AITA for telling people I’m not having fun when they ask and I’m genuinely not?









As renowned researcher Dr. Brené Brown explains, “Boundaries are the distance at which I can love you and me simultaneously.”
The situation presents a classic tension between personal authenticity and social consideration within a close relationship. The OP operates under a personal code of seeing commitments through silently, which they uphold during the hike. However, the moment the brother explicitly solicited feedback by asking, “Are you having fun?”, the OP felt obligated to provide an honest assessment, viewing the query as an invitation for candid input. The brother’s subsequent instruction, “If I ask you if you’re having fun, don’t say ‘no,'” demonstrates a boundary violation where he attempts to dictate the OP’s internal emotional report rather than accepting the feedback provided. This suggests the brother was seeking validation or agreement, not necessarily objective data.
The brother’s reaction likely stems from a desire for the shared experience to be universally positive, making the OP’s statement feel like a personal slight or a failure on the brother’s part as an activity planner. The OP was appropriate in answering truthfully when asked; however, a more effective future strategy might involve establishing emotional labor boundaries proactively. If the OP knows certain activities cause mild discomfort but commits to them, they could preemptively state, “I’m happy to do this with you, but just know uphill hiking isn’t my favorite part, though I’m fine to keep going.” This validates the experience without needing to deliver a blunt ‘no’ when directly questioned later.
THE COMMENTS SECTION WENT WILD – REDDIT HAD *A LOT* TO SAY ABOUT THIS ONE.




































The original poster (OP) values honesty and follows through on commitments, even when they are personally unpleasant, such as completing demanding hikes they dislike. The central conflict arises because the OP provided a truthful, albeit negative, answer about their enjoyment level when directly asked by their brother, leading to the brother imposing a rule about what answers are acceptable in the future.
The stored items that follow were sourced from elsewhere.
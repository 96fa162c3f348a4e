//! Wire framing: length-prefixed messages with a trailing integrity check.
//!
//! Every frame on a peer link is `[u32 length][u32 crc32][body; length bytes]`.
//! `length` bounds allocation before the body is read; `crc32` is checked
//! against the body once it lands. Either mismatch is a framing error and
//! is always link-fatal -- it never surfaces as an operation result.

use crate::error::{Error, Result};

/// Frames larger than this are rejected outright as malformed.
pub const MAX_FRAME_BYTES: usize = 64 * 1024 * 1024;

pub struct FrameHeader {
    pub length: u32,
    pub checksum: u32,
}

impl FrameHeader {
    pub const SIZE: usize = 8;

    pub fn new(body: &[u8]) -> Self {
        Self {
            length: body.len() as u32,
            checksum: crc32fast::hash(body),
        }
    }

    pub fn to_bytes(&self) -> [u8; Self::SIZE] {
        let mut buf = [0u8; Self::SIZE];
        buf[0..4].copy_from_slice(&self.length.to_be_bytes());
        buf[4..8].copy_from_slice(&self.checksum.to_be_bytes());
        buf
    }

    pub fn from_bytes(bytes: &[u8]) -> Self {
        let length = u32::from_be_bytes([bytes[0], bytes[1], bytes[2], bytes[3]]);
        let checksum = u32::from_be_bytes([bytes[4], bytes[5], bytes[6], bytes[7]]);
        Self { length, checksum }
    }
}

/// Read one length-prefixed, checksummed frame and return its raw body.
pub async fn read_frame<R: tokio::io::AsyncRead + Unpin>(reader: &mut R) -> Result<Vec<u8>> {
    use tokio::io::AsyncReadExt;

    let mut header_bytes = [0u8; FrameHeader::SIZE];
    reader.read_exact(&mut header_bytes).await?;
    let header = FrameHeader::from_bytes(&header_bytes);

    let len = header.length as usize;
    if len > MAX_FRAME_BYTES {
        return Err(Error::Framing(format!(
            "frame of {len} bytes exceeds max {MAX_FRAME_BYTES}"
        )));
    }

    let mut body = vec![0u8; len];
    reader.read_exact(&mut body).await?;

    let computed = crc32fast::hash(&body);
    if computed != header.checksum {
        return Err(Error::Framing(format!(
            "checksum mismatch: header says {:08x}, body hashes to {computed:08x}",
            header.checksum
        )));
    }

    Ok(body)
}

/// Frame and write a raw body.
pub async fn write_frame<W: tokio::io::AsyncWrite + Unpin>(
    writer: &mut W,
    body: &[u8],
) -> Result<()> {
    use tokio::io::AsyncWriteExt;

    if body.len() > MAX_FRAME_BYTES {
        return Err(Error::Framing(format!(
            "refusing to send frame of {} bytes, exceeds max {MAX_FRAME_BYTES}",
            body.len()
        )));
    }

    let header = FrameHeader::new(body);
    writer.write_all(&header.to_bytes()).await?;
    writer.write_all(body).await?;
    writer.flush().await?;
    Ok(())
}

#[cfg(test)]
mod tests {
    use super::*;

    #[tokio::test]
    async fn round_trips_a_frame() {
        let mut buf = Vec::new();
        write_frame(&mut buf, b"hello world").await.unwrap();

        let mut cursor = std::io::Cursor::new(buf);
        let body = read_frame(&mut cursor).await.unwrap();
        assert_eq!(body, b"hello world");
    }

    #[tokio::test]
    async fn rejects_oversized_frame() {
        let header = FrameHeader {
            length: (MAX_FRAME_BYTES + 1) as u32,
            checksum: 0,
        };
        let mut buf = header.to_bytes().to_vec();
        buf.extend_from_slice(&[0u8; 16]);
        let mut cursor = std::io::Cursor::new(buf);
        let err = read_frame(&mut cursor).await.unwrap_err();
        assert!(matches!(err, Error::Framing(_)));
    }

    #[tokio::test]
    async fn detects_checksum_mismatch() {
        let mut buf = Vec::new();
        write_frame(&mut buf, b"payload").await.unwrap();
        let last = buf.len() - 1;
        buf[last] ^= 0xff;

        let mut cursor = std::io::Cursor::new(buf);
        let err = read_frame(&mut cursor).await.unwrap_err();
        assert!(matches!(err, Error::Framing(_)));
    }
}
When a direct question about personal enjoyment is posed, should the respondent prioritize absolute honesty, even if the truth might disappoint the asker, or is there an obligation to prioritize the asker’s feelings by offering a socially acceptable, neutral response? Is an honest expression of mild dissatisfaction truly damaging, or is the brother’s reaction an attempt to control the OP’s emotional reporting?